DATA PROVIDED:
==================================================
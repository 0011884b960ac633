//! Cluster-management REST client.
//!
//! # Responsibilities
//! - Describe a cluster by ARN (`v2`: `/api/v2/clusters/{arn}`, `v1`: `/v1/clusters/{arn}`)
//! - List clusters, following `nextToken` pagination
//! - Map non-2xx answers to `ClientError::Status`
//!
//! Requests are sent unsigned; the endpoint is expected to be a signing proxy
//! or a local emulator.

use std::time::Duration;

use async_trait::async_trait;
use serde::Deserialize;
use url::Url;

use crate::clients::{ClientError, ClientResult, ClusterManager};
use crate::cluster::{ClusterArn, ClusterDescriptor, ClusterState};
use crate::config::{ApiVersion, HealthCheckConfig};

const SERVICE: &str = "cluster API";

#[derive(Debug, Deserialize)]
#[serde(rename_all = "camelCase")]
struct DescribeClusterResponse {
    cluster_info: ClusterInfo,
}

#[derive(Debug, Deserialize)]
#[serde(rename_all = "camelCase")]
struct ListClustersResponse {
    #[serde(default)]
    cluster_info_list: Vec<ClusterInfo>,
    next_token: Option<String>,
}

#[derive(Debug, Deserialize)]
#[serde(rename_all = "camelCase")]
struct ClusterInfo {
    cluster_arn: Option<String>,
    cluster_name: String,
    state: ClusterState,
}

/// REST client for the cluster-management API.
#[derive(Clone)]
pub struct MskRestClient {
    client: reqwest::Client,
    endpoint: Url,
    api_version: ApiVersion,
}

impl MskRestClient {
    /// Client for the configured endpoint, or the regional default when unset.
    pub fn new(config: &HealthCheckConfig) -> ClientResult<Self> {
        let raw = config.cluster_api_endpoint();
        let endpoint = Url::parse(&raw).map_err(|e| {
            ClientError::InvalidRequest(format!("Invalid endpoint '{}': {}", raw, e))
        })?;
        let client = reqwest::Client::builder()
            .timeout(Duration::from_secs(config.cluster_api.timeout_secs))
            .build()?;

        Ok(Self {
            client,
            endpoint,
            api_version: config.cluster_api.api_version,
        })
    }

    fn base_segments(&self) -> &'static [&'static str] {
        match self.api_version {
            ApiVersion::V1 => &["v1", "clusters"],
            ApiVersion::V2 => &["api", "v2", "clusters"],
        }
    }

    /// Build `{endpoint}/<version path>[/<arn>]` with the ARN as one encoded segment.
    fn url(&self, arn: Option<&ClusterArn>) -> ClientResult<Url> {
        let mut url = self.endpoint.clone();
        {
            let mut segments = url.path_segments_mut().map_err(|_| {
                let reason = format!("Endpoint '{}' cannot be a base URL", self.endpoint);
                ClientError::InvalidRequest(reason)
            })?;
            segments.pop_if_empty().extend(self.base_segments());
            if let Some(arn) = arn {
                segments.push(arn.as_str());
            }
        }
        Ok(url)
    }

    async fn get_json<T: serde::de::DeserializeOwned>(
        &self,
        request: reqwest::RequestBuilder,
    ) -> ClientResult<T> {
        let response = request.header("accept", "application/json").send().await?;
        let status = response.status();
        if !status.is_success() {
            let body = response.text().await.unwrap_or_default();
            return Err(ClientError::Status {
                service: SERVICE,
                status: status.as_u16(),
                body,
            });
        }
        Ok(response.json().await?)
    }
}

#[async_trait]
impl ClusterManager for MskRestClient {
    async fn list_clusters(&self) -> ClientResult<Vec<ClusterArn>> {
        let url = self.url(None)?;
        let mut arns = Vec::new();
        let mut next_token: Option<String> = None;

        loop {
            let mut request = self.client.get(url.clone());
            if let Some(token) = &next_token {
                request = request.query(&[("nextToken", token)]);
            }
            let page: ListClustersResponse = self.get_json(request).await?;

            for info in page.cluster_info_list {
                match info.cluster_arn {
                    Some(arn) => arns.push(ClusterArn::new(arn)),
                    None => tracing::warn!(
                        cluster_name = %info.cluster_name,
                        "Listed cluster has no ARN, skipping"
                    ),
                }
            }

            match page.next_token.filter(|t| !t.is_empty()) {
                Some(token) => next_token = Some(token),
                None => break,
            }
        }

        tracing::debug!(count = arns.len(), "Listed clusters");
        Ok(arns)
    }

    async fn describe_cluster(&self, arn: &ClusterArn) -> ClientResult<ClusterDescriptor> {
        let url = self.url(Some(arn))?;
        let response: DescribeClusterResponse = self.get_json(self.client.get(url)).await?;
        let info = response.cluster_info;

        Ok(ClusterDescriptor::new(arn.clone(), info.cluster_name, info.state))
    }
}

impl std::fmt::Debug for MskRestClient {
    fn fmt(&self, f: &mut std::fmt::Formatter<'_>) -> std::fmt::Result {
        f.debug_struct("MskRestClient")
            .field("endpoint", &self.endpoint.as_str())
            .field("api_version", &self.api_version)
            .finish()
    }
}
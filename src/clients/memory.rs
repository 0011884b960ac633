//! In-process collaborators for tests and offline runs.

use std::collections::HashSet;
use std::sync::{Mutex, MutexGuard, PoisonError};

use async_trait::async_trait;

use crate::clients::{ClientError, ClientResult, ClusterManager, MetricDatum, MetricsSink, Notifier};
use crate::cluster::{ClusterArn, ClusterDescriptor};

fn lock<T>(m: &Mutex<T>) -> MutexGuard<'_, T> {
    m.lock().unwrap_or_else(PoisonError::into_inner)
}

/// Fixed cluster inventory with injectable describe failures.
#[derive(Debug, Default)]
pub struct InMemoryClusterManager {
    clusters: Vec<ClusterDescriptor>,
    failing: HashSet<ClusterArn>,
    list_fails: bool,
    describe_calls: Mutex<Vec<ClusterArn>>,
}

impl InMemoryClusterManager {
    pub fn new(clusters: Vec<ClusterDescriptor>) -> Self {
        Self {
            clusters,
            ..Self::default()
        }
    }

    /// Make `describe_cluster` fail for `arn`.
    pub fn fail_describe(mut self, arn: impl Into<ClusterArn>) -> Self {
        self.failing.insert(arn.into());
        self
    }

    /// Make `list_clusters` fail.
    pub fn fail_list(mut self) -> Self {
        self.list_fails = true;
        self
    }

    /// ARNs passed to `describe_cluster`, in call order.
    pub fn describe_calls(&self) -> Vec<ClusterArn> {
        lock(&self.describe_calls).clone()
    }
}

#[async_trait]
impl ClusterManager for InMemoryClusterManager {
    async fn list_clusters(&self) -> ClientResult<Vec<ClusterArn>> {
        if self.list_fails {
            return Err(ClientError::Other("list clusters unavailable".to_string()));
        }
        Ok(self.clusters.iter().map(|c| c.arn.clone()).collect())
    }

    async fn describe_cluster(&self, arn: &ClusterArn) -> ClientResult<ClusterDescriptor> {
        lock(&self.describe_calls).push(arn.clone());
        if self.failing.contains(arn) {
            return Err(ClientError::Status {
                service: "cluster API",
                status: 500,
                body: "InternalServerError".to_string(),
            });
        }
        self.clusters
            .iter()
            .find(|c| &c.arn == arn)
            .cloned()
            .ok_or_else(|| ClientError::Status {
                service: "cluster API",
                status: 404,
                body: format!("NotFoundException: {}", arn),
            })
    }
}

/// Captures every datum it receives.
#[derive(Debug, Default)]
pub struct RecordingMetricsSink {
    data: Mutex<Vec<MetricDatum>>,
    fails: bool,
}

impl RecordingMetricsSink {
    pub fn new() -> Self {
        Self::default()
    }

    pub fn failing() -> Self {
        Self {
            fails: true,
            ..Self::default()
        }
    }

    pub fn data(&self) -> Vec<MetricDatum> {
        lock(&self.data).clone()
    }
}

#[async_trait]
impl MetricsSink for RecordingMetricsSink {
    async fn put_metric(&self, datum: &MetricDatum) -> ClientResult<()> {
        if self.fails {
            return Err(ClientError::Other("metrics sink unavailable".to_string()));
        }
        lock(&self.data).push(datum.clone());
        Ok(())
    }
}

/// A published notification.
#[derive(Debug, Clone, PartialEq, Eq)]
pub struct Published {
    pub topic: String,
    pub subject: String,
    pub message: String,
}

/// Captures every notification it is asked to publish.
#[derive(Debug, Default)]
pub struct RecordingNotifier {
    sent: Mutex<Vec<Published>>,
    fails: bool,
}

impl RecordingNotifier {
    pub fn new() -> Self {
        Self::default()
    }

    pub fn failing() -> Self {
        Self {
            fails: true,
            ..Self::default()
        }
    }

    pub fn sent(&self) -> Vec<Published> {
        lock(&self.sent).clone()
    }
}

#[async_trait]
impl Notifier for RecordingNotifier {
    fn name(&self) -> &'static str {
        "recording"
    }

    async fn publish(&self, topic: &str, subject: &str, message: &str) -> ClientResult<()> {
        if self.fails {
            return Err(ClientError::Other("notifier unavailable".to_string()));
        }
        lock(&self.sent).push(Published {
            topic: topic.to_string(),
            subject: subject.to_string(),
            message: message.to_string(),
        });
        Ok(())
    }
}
==================================================
What is the number of lines in the listing that contain "tracing"? State it and nothing more.

RESULT FOR THIS TASK:
2